Mexico’s economy experienced a marginal growth amidst global and domestic challenges in the first quarter of the year, coinciding with an impending presidential election, Bloomberg reported on Thursday, citing recent government data.
According to the latest data released by the nation’s statistics institute on Thursday, gross domestic product (GDP) expanded by 0.3 per cent from the previous quarter, slightly surpassing economists’ median estimate of 0.2 per cent as surveyed by Bloomberg. On year on year (YoY) basis, the economy expanded by 1.6 per cent, aligning with analysts’ forecasts.

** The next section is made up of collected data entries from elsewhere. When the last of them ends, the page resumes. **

#[cfg(test)]
mod tests {
    use super::*;
    use crate::housing_search::{ErrorKind, HousingPreferences, MovedInStatus, PropertyId, StageKind};
    use crate::money::Money;
    use chrono::{Datelike, Utc};
    use store::InMemoryAggregateStore;

    async fn opened(
        service: &HousingSearchService<InMemoryAggregateStore>,
    ) -> CommandResult<HousingSearch> {
        service
            .open_search(OpenHousingSearch::for_applicant(
                ApplicantId::new(),
                "intake",
            ))
            .await
            .unwrap()
    }

    #[tokio::test]
    async fn test_open_search_generates_number() {
        let service = HousingSearchService::new(InMemoryAggregateStore::new());

        let result = opened(&service).await;

        assert_eq!(result.aggregate.stage_kind(), StageKind::Submitted);
        assert!(result.aggregate.search_number().starts_with("HS-"));
        assert!(result.aggregate.search_number().ends_with("-0001"));
        assert_eq!(result.events.len(), 1);
    }

    #[tokio::test]
    async fn test_open_search_uses_explicit_number() {
        let service = HousingSearchService::new(InMemoryAggregateStore::new());
        let cmd = OpenHousingSearch::for_applicant(ApplicantId::new(), "intake")
            .with_search_number("HS-2019-0300");

        let result = service.open_search(cmd).await.unwrap();
        assert_eq!(result.aggregate.search_number(), "HS-2019-0300");
    }

    #[tokio::test]
    async fn test_generated_number_follows_explicit_one() {
        let service = HousingSearchService::new(InMemoryAggregateStore::new());
        let year = Utc::now().year();
        let explicit = OpenHousingSearch::for_applicant(ApplicantId::new(), "intake")
            .with_search_number(format!("HS-{year}-0001"));
        service.open_search(explicit).await.unwrap();

        let generated = opened(&service).await;
        assert_eq!(
            generated.aggregate.search_number(),
            format!("HS-{year}-0002")
        );
    }

    #[tokio::test]
    async fn test_one_search_per_applicant() {
        let service = HousingSearchService::new(InMemoryAggregateStore::new());
        let applicant = ApplicantId::new();
        service
            .open_search(OpenHousingSearch::for_applicant(applicant, "intake"))
            .await
            .unwrap();

        let result = service
            .open_search(OpenHousingSearch::for_applicant(applicant, "intake"))
            .await;
        assert!(matches!(result, Err(DomainError::SearchAlreadyExists { .. })));
    }

    #[tokio::test]
    async fn test_invalid_transition_is_reported() {
        let service = HousingSearchService::new(InMemoryAggregateStore::new());
        let id = opened(&service).await.aggregate.id();

        let err = service
            .resume(ResumeSearch::new(id, "alice"))
            .await
            .unwrap_err();
        assert_eq!(err.rule_kind(), Some(ErrorKind::InvalidTransition));
    }

    #[tokio::test]
    async fn test_full_lifecycle() {
        let store = InMemoryAggregateStore::new();
        let service = HousingSearchService::new(store.clone());
        let id = opened(&service).await.aggregate.id();

        service
            .start_house_hunting(StartHouseHunting::new(id, "alice"))
            .await
            .unwrap();
        service
            .update_housing_preferences(UpdateHousingPreferences::new(
                id,
                HousingPreferences::builder().min_bedrooms(3).build().unwrap(),
                "alice",
            ))
            .await
            .unwrap();
        service
            .put_under_contract(PutUnderContract::new(
                id,
                PropertyId::new(),
                Money::new(450_000.0).unwrap(),
                "alice",
            ))
            .await
            .unwrap();
        service
            .record_closing(RecordClosing::new(id, Utc::now(), "alice"))
            .await
            .unwrap();
        service
            .set_moved_in_status(SetMovedInStatus::new(
                id,
                MovedInStatus::Renovating,
                None,
                "alice",
            ))
            .await
            .unwrap();
        let result = service
            .record_moved_in(RecordMovedIn::new(id, Utc::now(), "alice"))
            .await
            .unwrap();

        assert_eq!(result.aggregate.stage_kind(), StageKind::MovedIn);
        assert_eq!(result.new_version.as_u64(), 7);
        assert_eq!(store.event_count().await, 7);

        let loaded = service.get_search(id).await.unwrap().unwrap();
        assert_eq!(loaded.moved_in_status(), Some(MovedInStatus::Renovating));
        assert_eq!(loaded.preferences().min_bedrooms(), Some(3));
    }

    #[tokio::test]
    async fn test_idempotent_deactivate_saves_once() {
        let store = InMemoryAggregateStore::new();
        let service = HousingSearchService::new(store.clone());
        let id = opened(&service).await.aggregate.id();

        service
            .deactivate(DeactivateSearch::new(id, "alice"))
            .await
            .unwrap();
        let second = service
            .deactivate(DeactivateSearch::new(id, "alice"))
            .await
            .unwrap();

        assert!(second.events.is_empty());
        assert_eq!(second.new_version.as_u64(), 2);
        assert_eq!(store.event_count().await, 2);
    }

    #[tokio::test]
    async fn test_find_by_applicant_and_restore_numbers() {
        let store = InMemoryAggregateStore::new();
        let service = HousingSearchService::new(store.clone());
        let applicant = ApplicantId::new();
        let year = 2031;
        service
            .open_search(
                OpenHousingSearch::for_applicant(applicant, "intake")
                    .with_search_number(format!("HS-{year}-0012")),
            )
            .await
            .unwrap();

        let found = service.find_by_applicant(applicant).await.unwrap().unwrap();
        assert_eq!(found.search_number(), "HS-2031-0012");

        let restarted = HousingSearchService::new(store);
        assert_eq!(restarted.restore_search_numbers().await.unwrap(), 1);
        assert_eq!(
            restarted.numbers.next_for_year(year).await,
            "HS-2031-0013"
        );
    }
}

Although Mexico’s economy surpassed expectations throughout much of 2023, Bloomberg said the onset of 2024 witnessed a slowdown in momentum, attributing it to diminished demand for exports and adverse weather conditions impacting agricultural output. The central bank’s stringent monetary policy, maintaining double-digit borrowing costs since 2022, further subdued growth.
Anticipation of government spending ahead of the June 2 election was anticipated to bolster the economy, with planned salary increases and early disbursement of funds aimed at pensioners to avoid election-related disruptions. However, these measures have proven insufficient to counteract other factors impeding economic progress, presenting a challenging scenario for the incoming president.

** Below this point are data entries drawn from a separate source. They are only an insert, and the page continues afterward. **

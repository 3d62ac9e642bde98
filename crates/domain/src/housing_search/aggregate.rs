//! Housing search aggregate implementation.

use chrono::{DateTime, Utc};
use common::{Actor, AggregateId};
use serde::{Deserialize, Serialize};
use store::Version;

use crate::aggregate::Aggregate;
use crate::money::Money;

use super::stage::{
    CONTRACT_FELL_THROUGH_FROM, PAUSE_FROM, PUT_UNDER_CONTRACT_FROM, RECORD_CLOSING_FROM,
    RECORD_MOVED_IN_FROM, REJECT_FROM, RESUME_FROM, START_HOUSE_HUNTING_FROM,
};
use super::{
    ApplicantId, Contract, FailedContractAttempt, FailedContractHistory, HousingPreferences,
    HousingSearchError, HousingSearchEvent, MovedInStatus, PropertyId, RequiredStages, Stage,
    StageKind, StageTransition,
    events::{HousingSearchStartedData, StageChangedData},
};

/// Housing search aggregate root.
///
/// Tracks one applicant's path from an approved application to living in a
/// purchased home. The stage only moves through the transition methods below,
/// each of which checks the current stage first and raises exactly one
/// [`HousingSearchEvent`] on success.
#[derive(Debug, Clone, Serialize, Deserialize)]
pub struct HousingSearch {
    id: AggregateId,

    /// Stored version; owned by the record, not the state document.
    #[serde(skip)]
    version: Version,

    applicant_id: ApplicantId,
    search_number: String,

    stage: Stage,
    stage_changed_date: DateTime<Utc>,

    #[serde(default)]
    failed_contracts: FailedContractHistory,

    moved_in_status: Option<MovedInStatus>,
    moved_in_date: Option<DateTime<Utc>>,

    #[serde(default)]
    preferences: HousingPreferences,

    notes: Option<String>,
    is_active: bool,

    created_by: Actor,
    created_date: DateTime<Utc>,
    modified_by: Actor,
    modified_date: DateTime<Utc>,

    #[serde(skip)]
    pending_events: Vec<HousingSearchEvent>,
}
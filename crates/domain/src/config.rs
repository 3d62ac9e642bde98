//! Settings the housing search service runs with.

use crate::command::DEFAULT_MAX_CONFLICT_RETRIES;

/// Prefix used for search numbers when none is configured.
pub const DEFAULT_SEARCH_NUMBER_PREFIX: &str = "HS";

/// Service-level settings, filled in by the composition root.
#[derive(Debug, Clone, PartialEq, Eq)]
pub struct ServiceConfig {
    /// Prefix of generated search numbers, e.g. `HS` in `HS-2024-0001`.
    pub search_number_prefix: String,

    /// How often a command is re-run after losing a version race.
    pub max_conflict_retries: u32,
}

impl Default for ServiceConfig {
    fn default() -> Self {
        Self {
            search_number_prefix: DEFAULT_SEARCH_NUMBER_PREFIX.to_string(),
            max_conflict_retries: DEFAULT_MAX_CONFLICT_RETRIES,
        }
    }
}
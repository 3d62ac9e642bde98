//! Housing criteria an applicant is searching with.

use serde::{Deserialize, Serialize};

use crate::money::Money;

use super::{HousingSearchError, MoveTimeline, ShulId};

/// How close to a synagogue the family needs to live.
///
/// When no specific shul is preferred, any shul is acceptable; the
/// constructor and deserialization both enforce this.
#[derive(Debug, Clone, PartialEq, Serialize, Deserialize)]
#[serde(try_from = "ShulProximityRepr")]
pub struct ShulProximityPreference {
    preferred_shul_ids: Vec<ShulId>,
    max_walking_distance_miles: Option<f64>,
    any_shul_acceptable: bool,
}

#[derive(Deserialize)]
struct ShulProximityRepr {
    #[serde(default)]
    preferred_shul_ids: Vec<ShulId>,
    max_walking_distance_miles: Option<f64>,
    #[serde(default)]
    any_shul_acceptable: bool,
}

impl TryFrom<ShulProximityRepr> for ShulProximityPreference {
    type Error = HousingSearchError;

    fn try_from(repr: ShulProximityRepr) -> Result<Self, Self::Error> {
        Self::new(
            repr.preferred_shul_ids,
            repr.max_walking_distance_miles,
            repr.any_shul_acceptable,
        )
    }
}

impl ShulProximityPreference {
    pub fn new(
        preferred_shul_ids: impl IntoIterator<Item = ShulId>,
        max_walking_distance_miles: Option<f64>,
        any_shul_acceptable: bool,
    ) -> Result<Self, HousingSearchError> {
        if let Some(miles) = max_walking_distance_miles {
            ensure_non_negative("max_walking_distance_miles", miles)?;
        }
        let mut ids: Vec<ShulId> = Vec::new();
        for id in preferred_shul_ids {
            if !ids.contains(&id) {
                ids.push(id);
            }
        }
        let any_shul_acceptable = any_shul_acceptable || ids.is_empty();
        Ok(Self {
            preferred_shul_ids: ids,
            max_walking_distance_miles,
            any_shul_acceptable,
        })
    }

    pub fn no_preference() -> Self {
        Self {
            preferred_shul_ids: Vec::new(),
            max_walking_distance_miles: None,
            any_shul_acceptable: true,
        }
    }

    /// Any shul within the given walking distance.
    pub fn with_max_distance(miles: f64) -> Result<Self, HousingSearchError> {
        Self::new([], Some(miles), true)
    }

    pub fn preferred_shul_ids(&self) -> &[ShulId] {
        &self.preferred_shul_ids
    }

    pub fn max_walking_distance_miles(&self) -> Option<f64> {
        self.max_walking_distance_miles
    }

    pub fn any_shul_acceptable(&self) -> bool {
        self.any_shul_acceptable
    }
}

impl Default for ShulProximityPreference {
    fn default() -> Self {
        Self::no_preference()
    }
}

/// A snapshot of what the family is looking for. Replaced as a whole.
#[derive(Debug, Clone, PartialEq, Default, Serialize, Deserialize)]
pub struct HousingPreferences {
    budget: Option<Money>,
    min_bedrooms: Option<u32>,
    min_bathrooms: Option<f64>,
    #[serde(default)]
    required_features: Vec<String>,
    #[serde(default)]
    shul_proximity: ShulProximityPreference,
    move_timeline: Option<MoveTimeline>,
}

impl HousingPreferences {
    pub fn builder() -> HousingPreferencesBuilder {
        HousingPreferencesBuilder::default()
    }

    /// Preferences with every criterion left open.
    pub fn none() -> Self {
        Self::default()
    }

    pub fn budget(&self) -> Option<&Money> {
        self.budget.as_ref()
    }

    pub fn min_bedrooms(&self) -> Option<u32> {
        self.min_bedrooms
    }

    pub fn min_bathrooms(&self) -> Option<f64> {
        self.min_bathrooms
    }

    pub fn required_features(&self) -> &[String] {
        &self.required_features
    }

    pub fn shul_proximity(&self) -> &ShulProximityPreference {
        &self.shul_proximity
    }

    pub fn move_timeline(&self) -> Option<MoveTimeline> {
        self.move_timeline
    }
}

/// Builder for [`HousingPreferences`].
#[derive(Debug, Default)]
pub struct HousingPreferencesBuilder {
    budget: Option<Money>,
    min_bedrooms: Option<u32>,
    min_bathrooms: Option<f64>,
    required_features: Vec<String>,
    shul_proximity: Option<ShulProximityPreference>,
    move_timeline: Option<MoveTimeline>,
}

impl HousingPreferencesBuilder {
    pub fn budget(mut self, budget: Money) -> Self {
        self.budget = Some(budget);
        self
    }

    pub fn min_bedrooms(mut self, bedrooms: u32) -> Self {
        self.min_bedrooms = Some(bedrooms);
        self
    }

    /// Half bathrooms count, so this is fractional.
    pub fn min_bathrooms(mut self, bathrooms: f64) -> Self {
        self.min_bathrooms = Some(bathrooms);
        self
    }

    pub fn required_feature(mut self, feature: impl Into<String>) -> Self {
        self.required_features.push(feature.into());
        self
    }

    pub fn required_features<I, S>(mut self, features: I) -> Self
    where
        I: IntoIterator<Item = S>,
        S: Into<String>,
    {
        self.required_features
            .extend(features.into_iter().map(Into::into));
        self
    }

    pub fn shul_proximity(mut self, proximity: ShulProximityPreference) -> Self {
        self.shul_proximity = Some(proximity);
        self
    }

    pub fn move_timeline(mut self, timeline: MoveTimeline) -> Self {
        self.move_timeline = Some(timeline);
        self
    }

    /// Validates the collected criteria.
    ///
    /// Feature names are trimmed, blank ones dropped and duplicates removed
    /// keeping first occurrence.
    pub fn build(self) -> Result<HousingPreferences, HousingSearchError> {
        if let Some(bathrooms) = self.min_bathrooms {
            ensure_non_negative("min_bathrooms", bathrooms)?;
        }

        let mut required_features: Vec<String> = Vec::new();
        for feature in self.required_features {
            let feature = feature.trim();
            if !feature.is_empty() && !required_features.iter().any(|f| f == feature) {
                required_features.push(feature.to_string());
            }
        }

        Ok(HousingPreferences {
            budget: self.budget,
            min_bedrooms: self.min_bedrooms,
            min_bathrooms: self.min_bathrooms,
            required_features,
            shul_proximity: self.shul_proximity.unwrap_or_default(),
            move_timeline: self.move_timeline,
        })
    }
}

fn ensure_non_negative(field: &str, value: f64) -> Result<(), HousingSearchError> {
    if !value.is_finite() || value < 0.0 {
        return Err(HousingSearchError::InvalidPreference(format!(
            "{field} must be a finite, non-negative number (got {value})"
        )));
    }
    Ok(())
}

#[cfg(test)]
mod tests {
    use super::*;

    #[test]
    fn empty_shul_list_means_any_shul() {
        let pref = ShulProximityPreference::new([], None, false).unwrap();
        assert!(pref.any_shul_acceptable());
        assert!(ShulProximityPreference::no_preference().any_shul_acceptable());
    }

    #[test]
    fn specific_shuls_keep_flag_and_dedupe() {
        let a = ShulId::new();
        let b = ShulId::new();
        let pref = ShulProximityPreference::new([a, b, a], Some(0.5), false).unwrap();
        assert_eq!(pref.preferred_shul_ids(), &[a, b]);
        assert!(!pref.any_shul_acceptable());
        assert_eq!(pref.max_walking_distance_miles(), Some(0.5));
    }

    #[test]
    fn negative_distance_is_rejected() {
        assert!(matches!(
            ShulProximityPreference::with_max_distance(-1.0),
            Err(HousingSearchError::InvalidPreference(_))
        ));
        assert!(ShulProximityPreference::with_max_distance(f64::NAN).is_err());
    }

    #[test]
    fn deserialization_normalizes_any_shul_flag() {
        let json = serde_json::json!({
            "preferred_shul_ids": [],
            "max_walking_distance_miles": 1.0,
            "any_shul_acceptable": false
        });
        let pref: ShulProximityPreference = serde_json::from_value(json).unwrap();
        assert!(pref.any_shul_acceptable());
    }

    #[test]
    fn builder_cleans_features() {
        let prefs = HousingPreferences::builder()
            .required_features(["  garage ", "", "Yard", "garage", "   "])
            .required_feature("Basement")
            .build()
            .unwrap();
        assert_eq!(prefs.required_features(), &["garage", "Yard", "Basement"]);
    }

    #[test]
    fn builder_rejects_negative_bathrooms() {
        let result = HousingPreferences::builder().min_bathrooms(-0.5).build();
        assert!(matches!(
            result,
            Err(HousingSearchError::InvalidPreference(_))
        ));
    }

    #[test]
    fn default_is_no_preference() {
        let prefs = HousingPreferences::none();
        assert!(prefs.budget().is_none());
        assert!(prefs.min_bedrooms().is_none());
        assert!(prefs.required_features().is_empty());
        assert!(prefs.shul_proximity().any_shul_acceptable());
        assert!(prefs.move_timeline().is_none());
    }

    #[test]
    fn preferences_round_trip_through_json() {
        let prefs = HousingPreferences::builder()
            .budget(Money::new(500_000.0).unwrap())
            .min_bedrooms(4)
            .min_bathrooms(2.5)
            .required_feature("Garage")
            .shul_proximity(ShulProximityPreference::with_max_distance(0.5).unwrap())
            .move_timeline(MoveTimeline::ShortTerm)
            .build()
            .unwrap();

        let json = serde_json::to_string(&prefs).unwrap();
        let back: HousingPreferences = serde_json::from_str(&json).unwrap();
        assert_eq!(back, prefs);
        assert_eq!(back.budget().unwrap().amount(), 500_000.0);
        assert_eq!(back.shul_proximity().max_walking_distance_miles(), Some(0.5));
    }
}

Concerns among exporters persist regarding the strength of the Mexican peso, which has been one of the top-performing emerging market currencies since the year began. Additionally, elevated temperatures in Mexico have led to drought conditions in numerous states and electricity shortages, potentially impacting economic indicators in the second quarter.
In a Citi survey, economists anticipate a 25 basis points interest rate cut during the central bank’s June meeting. The survey projects GDP growth of 2.2 per cent for 2024, and 1.8 per cent for 2025.